# Saved data entries:
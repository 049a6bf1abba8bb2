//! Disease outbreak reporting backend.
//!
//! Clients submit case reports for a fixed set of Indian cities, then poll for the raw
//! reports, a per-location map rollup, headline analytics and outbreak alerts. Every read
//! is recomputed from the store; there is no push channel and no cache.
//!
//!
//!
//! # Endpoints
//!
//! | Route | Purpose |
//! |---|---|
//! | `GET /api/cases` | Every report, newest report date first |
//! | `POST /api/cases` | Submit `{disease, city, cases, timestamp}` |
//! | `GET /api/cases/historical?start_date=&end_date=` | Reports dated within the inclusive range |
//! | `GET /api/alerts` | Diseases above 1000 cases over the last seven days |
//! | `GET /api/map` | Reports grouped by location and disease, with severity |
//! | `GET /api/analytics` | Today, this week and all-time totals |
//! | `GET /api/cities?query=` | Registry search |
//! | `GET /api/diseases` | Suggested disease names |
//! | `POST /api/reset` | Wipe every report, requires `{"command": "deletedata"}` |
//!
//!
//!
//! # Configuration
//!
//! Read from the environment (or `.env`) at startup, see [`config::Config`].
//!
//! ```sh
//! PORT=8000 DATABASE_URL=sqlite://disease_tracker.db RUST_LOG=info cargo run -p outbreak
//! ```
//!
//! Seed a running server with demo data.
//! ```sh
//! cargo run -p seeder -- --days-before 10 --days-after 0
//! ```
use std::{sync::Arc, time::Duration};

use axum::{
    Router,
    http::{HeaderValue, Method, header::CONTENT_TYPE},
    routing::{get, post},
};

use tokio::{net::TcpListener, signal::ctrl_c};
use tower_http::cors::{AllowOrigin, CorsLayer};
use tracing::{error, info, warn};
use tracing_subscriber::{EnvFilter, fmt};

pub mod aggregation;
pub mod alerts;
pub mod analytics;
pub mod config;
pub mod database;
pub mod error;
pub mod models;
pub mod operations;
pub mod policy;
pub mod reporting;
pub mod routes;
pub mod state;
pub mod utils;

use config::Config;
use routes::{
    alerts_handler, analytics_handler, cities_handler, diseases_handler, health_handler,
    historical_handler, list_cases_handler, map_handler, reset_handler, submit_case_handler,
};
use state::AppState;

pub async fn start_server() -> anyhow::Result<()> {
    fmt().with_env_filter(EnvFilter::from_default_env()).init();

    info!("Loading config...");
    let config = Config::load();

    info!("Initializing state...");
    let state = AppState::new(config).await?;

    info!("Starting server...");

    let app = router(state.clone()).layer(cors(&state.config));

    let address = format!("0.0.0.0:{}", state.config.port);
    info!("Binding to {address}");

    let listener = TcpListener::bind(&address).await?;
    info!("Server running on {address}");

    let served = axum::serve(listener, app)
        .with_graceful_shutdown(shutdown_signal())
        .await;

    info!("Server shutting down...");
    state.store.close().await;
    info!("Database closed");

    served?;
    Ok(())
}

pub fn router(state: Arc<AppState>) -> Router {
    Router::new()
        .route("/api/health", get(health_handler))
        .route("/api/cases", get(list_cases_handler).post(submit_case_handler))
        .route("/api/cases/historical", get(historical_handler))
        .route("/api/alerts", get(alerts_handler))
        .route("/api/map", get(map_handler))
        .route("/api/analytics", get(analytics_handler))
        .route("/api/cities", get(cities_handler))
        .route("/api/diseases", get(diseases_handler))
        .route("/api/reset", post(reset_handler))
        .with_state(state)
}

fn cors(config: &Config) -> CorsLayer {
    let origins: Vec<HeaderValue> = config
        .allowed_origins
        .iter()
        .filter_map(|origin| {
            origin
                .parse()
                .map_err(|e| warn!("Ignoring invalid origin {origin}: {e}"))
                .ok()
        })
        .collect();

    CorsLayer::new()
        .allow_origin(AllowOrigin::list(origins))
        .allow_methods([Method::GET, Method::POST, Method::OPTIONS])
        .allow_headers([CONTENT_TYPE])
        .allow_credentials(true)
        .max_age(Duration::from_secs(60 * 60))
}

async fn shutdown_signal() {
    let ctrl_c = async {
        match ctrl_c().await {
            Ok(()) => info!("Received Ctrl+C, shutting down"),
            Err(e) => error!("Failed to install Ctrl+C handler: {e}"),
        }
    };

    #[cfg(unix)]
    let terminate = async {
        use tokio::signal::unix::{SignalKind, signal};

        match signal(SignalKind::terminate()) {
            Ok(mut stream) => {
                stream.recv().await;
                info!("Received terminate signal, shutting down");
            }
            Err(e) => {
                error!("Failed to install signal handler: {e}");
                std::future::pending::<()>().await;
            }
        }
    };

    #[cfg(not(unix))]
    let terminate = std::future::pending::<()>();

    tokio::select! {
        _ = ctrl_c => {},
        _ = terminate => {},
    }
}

---

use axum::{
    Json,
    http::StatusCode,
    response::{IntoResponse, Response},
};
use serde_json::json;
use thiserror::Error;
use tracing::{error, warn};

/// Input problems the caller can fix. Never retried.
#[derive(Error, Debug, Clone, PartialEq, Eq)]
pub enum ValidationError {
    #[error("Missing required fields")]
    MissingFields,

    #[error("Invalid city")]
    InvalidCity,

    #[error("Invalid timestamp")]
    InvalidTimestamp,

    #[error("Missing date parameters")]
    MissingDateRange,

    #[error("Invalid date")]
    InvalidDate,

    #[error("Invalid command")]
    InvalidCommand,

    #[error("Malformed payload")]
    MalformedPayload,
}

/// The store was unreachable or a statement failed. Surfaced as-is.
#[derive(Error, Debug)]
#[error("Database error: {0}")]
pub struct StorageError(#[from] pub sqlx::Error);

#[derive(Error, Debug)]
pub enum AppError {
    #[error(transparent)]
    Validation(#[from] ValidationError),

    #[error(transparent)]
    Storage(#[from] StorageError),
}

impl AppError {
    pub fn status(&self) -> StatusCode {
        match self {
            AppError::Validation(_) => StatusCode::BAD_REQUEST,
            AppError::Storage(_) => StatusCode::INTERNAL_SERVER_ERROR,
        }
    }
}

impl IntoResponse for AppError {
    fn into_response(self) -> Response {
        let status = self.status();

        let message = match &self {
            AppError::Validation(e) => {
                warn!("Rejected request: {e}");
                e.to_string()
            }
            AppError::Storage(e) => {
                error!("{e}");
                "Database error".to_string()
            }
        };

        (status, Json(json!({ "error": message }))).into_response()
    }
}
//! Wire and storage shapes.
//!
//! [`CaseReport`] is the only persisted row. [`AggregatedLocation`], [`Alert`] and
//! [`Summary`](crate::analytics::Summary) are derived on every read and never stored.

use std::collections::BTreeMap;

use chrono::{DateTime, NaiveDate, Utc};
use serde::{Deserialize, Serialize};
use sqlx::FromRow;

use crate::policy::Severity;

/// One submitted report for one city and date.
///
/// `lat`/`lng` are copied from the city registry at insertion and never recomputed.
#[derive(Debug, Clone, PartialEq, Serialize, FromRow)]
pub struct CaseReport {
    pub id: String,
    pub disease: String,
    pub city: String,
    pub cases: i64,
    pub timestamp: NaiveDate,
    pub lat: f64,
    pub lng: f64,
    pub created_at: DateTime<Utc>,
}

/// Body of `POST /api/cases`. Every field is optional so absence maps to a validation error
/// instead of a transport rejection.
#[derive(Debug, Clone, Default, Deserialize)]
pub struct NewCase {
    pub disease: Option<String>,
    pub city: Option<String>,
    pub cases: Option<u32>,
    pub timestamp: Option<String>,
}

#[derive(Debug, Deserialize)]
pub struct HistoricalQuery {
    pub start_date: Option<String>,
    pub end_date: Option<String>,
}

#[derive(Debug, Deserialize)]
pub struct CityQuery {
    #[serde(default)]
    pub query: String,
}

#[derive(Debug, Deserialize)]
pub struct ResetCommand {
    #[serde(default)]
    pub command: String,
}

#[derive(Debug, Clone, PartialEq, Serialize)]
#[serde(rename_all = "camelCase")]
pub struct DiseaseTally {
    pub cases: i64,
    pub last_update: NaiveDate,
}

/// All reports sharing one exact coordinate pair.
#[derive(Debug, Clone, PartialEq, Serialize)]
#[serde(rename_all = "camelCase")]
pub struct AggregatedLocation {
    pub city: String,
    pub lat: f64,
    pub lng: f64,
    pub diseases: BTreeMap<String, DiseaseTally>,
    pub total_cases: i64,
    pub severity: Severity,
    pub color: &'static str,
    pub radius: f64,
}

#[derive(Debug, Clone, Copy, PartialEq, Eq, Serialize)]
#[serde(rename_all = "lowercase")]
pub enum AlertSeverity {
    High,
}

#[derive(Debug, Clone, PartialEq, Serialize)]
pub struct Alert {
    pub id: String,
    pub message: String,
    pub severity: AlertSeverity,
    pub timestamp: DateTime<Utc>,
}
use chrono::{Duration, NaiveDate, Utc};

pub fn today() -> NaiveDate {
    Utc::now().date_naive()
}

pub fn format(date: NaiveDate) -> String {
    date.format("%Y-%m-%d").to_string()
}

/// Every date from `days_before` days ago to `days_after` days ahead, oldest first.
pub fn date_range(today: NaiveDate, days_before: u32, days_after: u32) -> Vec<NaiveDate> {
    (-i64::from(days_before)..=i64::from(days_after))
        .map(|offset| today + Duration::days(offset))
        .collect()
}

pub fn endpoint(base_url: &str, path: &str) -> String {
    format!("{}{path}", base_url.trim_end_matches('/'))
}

# EXERCISE DETAILS:
Look over the records. Copy the lines that include the word "cargo".

# SOLUTION FOR THIS TASK:
//! PORT=8000 DATABASE_URL=sqlite://disease_tracker.db RUST_LOG=info cargo run -p outbreak
//! cargo run -p seeder -- --days-before 10 --days-after 0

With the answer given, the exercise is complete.